• Required action:
Word for word, transcribe the data below from the line with "let AgentAction::Send(register) = &actions[0]" to the line with "0, acknowledgement: 0", keeping both of those lines.

Saved data entries

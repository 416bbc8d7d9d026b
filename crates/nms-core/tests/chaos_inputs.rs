//! Hostile input never panics an endpoint
//!
//! Random bytes, truncated datagrams, replayed traffic and rewritten headers
//! are fed to every endpoint in every state. Errors are fine; panics and
//! silently corrupted state are not.

use std::{
    net::{Ipv4Addr, SocketAddr},
    sync::{Arc, Mutex},
    time::{Duration, Instant},
};

use nms_core::{
    Agent, AgentAction, AgentConfig, AlertDesk, Collector, CollectorAction, CollectorConfig,
    FlowPeer, HandshakeState, LinkConfig, channel::NetTaskLink, env::Environment,
    sequence::Delivery,
};
use nms_proto::{
    Datagram, KeyOffer, NetTaskBody, NetTaskDatagram, NetTaskHeader, SealedPayload,
    payloads::{AlertConditions, MetricsReport, TaskSpec},
};
use proptest::prelude::*;
use rand::{RngCore, SeedableRng};
use rand_chacha::ChaCha20Rng;

#[derive(Clone)]
struct TestEnv {
    rng: Arc<Mutex<ChaCha20Rng>>,
}

impl TestEnv {
    fn new(seed: u64) -> Self {
        Self { rng: Arc::new(Mutex::new(ChaCha20Rng::seed_from_u64(seed))) }
    }
}

impl Environment for TestEnv {
    type Instant = Instant;

    fn now(&self) -> Self::Instant {
        Instant::now()
    }

    fn sleep(&self, _duration: Duration) -> impl std::future::Future<Output = ()> + Send {
        async {}
    }

    fn random_bytes(&self, buffer: &mut [u8]) {
        self.rng.lock().unwrap().fill_bytes(buffer);
    }
}

fn collector_addr() -> SocketAddr {
    SocketAddr::from((Ipv4Addr::new(10, 0, 0, 1), 9000))
}

fn agent_addr() -> SocketAddr {
    SocketAddr::from((Ipv4Addr::new(10, 0, 0, 2), 40_000))
}

fn collector() -> Collector {
    Collector::new(CollectorConfig {
        link: LinkConfig::default(),
        default_task: TaskSpec {
            task_id: 1,
            frequency_secs: 60,
            device_metrics: Vec::new(),
            link_probes: Vec::new(),
            alert_conditions: AlertConditions::default(),
        },
        tasks: Default::default(),
    })
}

fn agent(now: Instant) -> Agent {
    Agent::new(
        AgentConfig {
            agent_id: 1,
            collector: collector_addr(),
            local_addr: agent_addr(),
            link: LinkConfig::default(),
        },
        now,
    )
}

/// Run registration to completion between a fresh agent and collector.
fn establish(env: &TestEnv, now: Instant) -> (Agent, Collector) {
    let mut agent = agent(now);
    let mut collector = collector();

    let mut to_collector = agent.register(env, now).unwrap();
    while !to_collector.is_empty() {
        let mut to_agent = Vec::new();
        for action in to_collector {
            let AgentAction::Send(datagram) = action else { continue };
            let bytes = datagram.encode().unwrap();
            for action in collector.handle_datagram(env, &bytes, agent_addr(), now).unwrap() {
                if let CollectorAction::Send { datagram, .. } = action {
                    to_agent.push(datagram);
                }
            }
        }

        to_collector = Vec::new();
        for datagram in to_agent {
            let bytes = datagram.encode().unwrap();
            to_collector.extend(agent.handle_datagram(env, &bytes, collector_addr(), now).unwrap());
        }
    }

    assert_eq!(agent.state(), HandshakeState::Established);
    assert_eq!(collector.peer_state(agent_addr()), Some(HandshakeState::Established));
    (agent, collector)
}

/// Valid NetTask framing around arbitrary body bytes.
fn framed_nettask() -> impl Strategy<Value = Vec<u8>> {
    (1u32..=7, any::<u32>(), any::<u32>(), prop::collection::vec(any::<u8>(), 0..128)).prop_map(
        |(tag, sequence, ack, body)| {
            let mut bytes = b"NTSK".to_vec();
            bytes.extend_from_slice(&1u32.to_be_bytes());
            bytes.extend_from_slice(&sequence.to_be_bytes());
            bytes.extend_from_slice(&ack.to_be_bytes());
            bytes.extend_from_slice(&tag.to_be_bytes());
            bytes.extend_from_slice(&(body.len() as u32).to_be_bytes());
            bytes.extend_from_slice(&body);
            bytes
        },
    )
}

#[test]
fn prop_collector_survives_random_input() {
    proptest!(|(
        seed in any::<u64>(),
        inputs in prop::collection::vec(
            prop_oneof![prop::collection::vec(any::<u8>(), 0..256), framed_nettask()],
            1..32,
        ),
    )| {
        let env = TestEnv::new(seed);
        let now = Instant::now();
        let mut collector = collector();

        for bytes in &inputs {
            let _ = collector.handle_datagram(&env, bytes, agent_addr(), now);
        }

        // Garbage can at most open a handshake, never finish one
        prop_assert_eq!(collector.established_peers().count(), 0);
        prop_assert!(collector.pending_handshakes() <= 1);
    });
}

#[test]
fn prop_agent_survives_random_input() {
    proptest!(|(
        seed in any::<u64>(),
        inputs in prop::collection::vec(
            prop_oneof![prop::collection::vec(any::<u8>(), 0..256), framed_nettask()],
            1..32,
        ),
    )| {
        let env = TestEnv::new(seed);
        let now = Instant::now();
        let mut agent = agent(now);
        agent.register(&env, now).unwrap();

        for bytes in &inputs {
            let _ = agent.handle_datagram(&env, bytes, collector_addr(), now);
        }

        prop_assert_ne!(agent.state(), HandshakeState::Established);
        prop_assert!(agent.task().is_none());
    });
}

#[test]
fn prop_flow_peers_survive_random_input() {
    proptest!(|(seed in any::<u64>(), inputs in prop::collection::vec(
        prop::collection::vec(any::<u8>(), 0..256),
        1..32,
    ))| {
        let env = TestEnv::new(seed);
        let now = Instant::now();
        let mut initiator =
            FlowPeer::initiator(&env, agent_addr(), collector_addr(), LinkConfig::default(), now);
        let mut responder =
            FlowPeer::responder(&env, collector_addr(), agent_addr(), LinkConfig::default(), now);
        initiator.connect(now).unwrap();

        for bytes in &inputs {
            let _ = initiator.handle_datagram(&env, bytes, collector_addr(), now);
            let _ = responder.handle_datagram(&env, bytes, agent_addr(), now);
        }

        prop_assert_ne!(initiator.state(), HandshakeState::Established);
        prop_assert_ne!(responder.state(), HandshakeState::Established);
    });
}

#[test]
fn prop_alert_desk_survives_random_input() {
    let chunk = prop::collection::vec(any::<u8>(), 0..64);
    proptest!(|(chunks in prop::collection::vec(chunk, 1..16))| {
        let mut desk = AlertDesk::new();
        for chunk in &chunks {
            if desk.handle(chunk).is_err() {
                break;
            }
        }
    });
}

#[test]
fn prop_link_numbers_outbound_contiguously() {
    proptest!(|(count in 1usize..500)| {
        let mut link = NetTaskLink::new();
        let offer = KeyOffer { public_key: bytes::Bytes::from_static(&[1u8; 32]) };

        for expected in 1..=count as u32 {
            let datagram = link.outbound(NetTaskBody::RequestRegister(offer.clone())).unwrap();
            prop_assert_eq!(datagram.header.sequence, expected);
        }
        prop_assert_eq!(link.last_sent(), count as u32);
    });
}

#[test]
fn prop_duplicates_are_identified() {
    proptest!(|(
        sequences in prop::collection::vec(1u32..200, 1..200),
    )| {
        let mut link = NetTaskLink::new();
        let mut seen = std::collections::HashSet::new();
        let mut highest = 0u32;

        for sequence in sequences {
            let header = NetTaskHeader { sequence, acknowledgement: 0 };
            let delivery = link.classify(&header);
            link.commit(&header);
            let in_window = highest <= 64 || sequence >= highest - 64;

            if seen.contains(&sequence) {
                prop_assert!(!delivery.is_fresh(), "replayed {} was accepted", sequence);
            } else if in_window {
                prop_assert!(delivery.is_fresh(), "new {} was rejected", sequence);
            } else {
                prop_assert_eq!(delivery, Delivery::Stale);
            }

            if delivery.is_fresh() {
                seen.insert(sequence);
                highest = highest.max(sequence);
            }
            prop_assert_eq!(link.acknowledgement(), highest);
        }
    });
}

#[test]
fn replayed_handshake_traffic_is_ignored() {
    let env = TestEnv::new(9);
    let now = Instant::now();
    let mut collector = collector();
    let mut agent = agent(now);

    let actions = agent.register(&env, now).unwrap();
    let AgentAction::Send(register) = &actions[0] else {
        panic!("expected REQUEST_REGISTER");
    };
    let register = register.encode().unwrap();
    collector.handle_datagram(&env, &register, agent_addr(), now).unwrap();

    // A later datagram with a sequence the collector already holds is dropped
    let replay = NetTaskDatagram::new(
        NetTaskHeader { sequence: 0, acknowledgement: 0 },
        NetTaskBody::RequestTask(SealedPayload::from_parts([0; 12], &[0; 16]).unwrap()),
    );
    let actions =
        collector.handle_datagram(&env, &replay.encode().unwrap(), agent_addr(), now).unwrap();
    assert!(actions.is_empty());
    assert_eq!(collector.peer_state(agent_addr()), Some(HandshakeState::KeySent));
}

#[test]
fn prop_rewritten_nettask_headers_never_authenticate() {
    proptest!(|(seed in any::<u64>(), sequence_delta in any::<u32>(), ack_delta in any::<u32>())| {
        prop_assume!(sequence_delta != 0 || ack_delta != 0);
        let env = TestEnv::new(seed);
        let now = Instant::now();
        let (mut agent, mut collector) = establish(&env, now);

        let report = MetricsReport { task_id: 1, timestamp_ms: 5, samples: Vec::new() };
        let actions = agent.send_metrics(&env, &report).unwrap();
        let [AgentAction::Send(genuine)] = actions.as_slice() else {
            panic!("expected RESPONSE_METRICS, got {actions:?}");
        };

        let link = collector.link(agent_addr()).unwrap();
        let (acknowledgement, unacked) = (link.acknowledgement(), link.unacked());

        let mut forged = genuine.clone();
        forged.header.sequence = forged.header.sequence.wrapping_add(sequence_delta);
        forged.header.acknowledgement = forged.header.acknowledgement.wrapping_add(ack_delta);
        let result =
            collector.handle_datagram(&env, &forged.encode().unwrap(), agent_addr(), now);

        prop_assert!(
            !matches!(result.as_deref(), Ok([CollectorAction::MetricsReceived { .. }])),
            "rewritten header was accepted: {:?}",
            forged.header
        );
        let link = collector.link(agent_addr()).unwrap();
        prop_assert_eq!(link.acknowledgement(), acknowledgement);
        prop_assert_eq!(link.unacked(), unacked);

        // The untouched datagram still goes through
        let actions =
            collector.handle_datagram(&env, &genuine.encode().unwrap(), agent_addr(), now).unwrap();
        prop_assert!(
            matches!(actions.as_slice(), [CollectorAction::MetricsReceived { .. }]),
            "genuine datagram was refused: {:?}",
            actions
        );
    });
}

• Answer below:
    let AgentAction::Send(register) = &actions[0] else {
        panic!("expected REQUEST_REGISTER");
    };
    let register = register.encode().unwrap();
    collector.handle_datagram(&env, &register, agent_addr(), now).unwrap();

    // A later datagram with a sequence the collector already holds is dropped
    let replay = NetTaskDatagram::new(
        NetTaskHeader { sequence: 0, acknowledgement: 0 },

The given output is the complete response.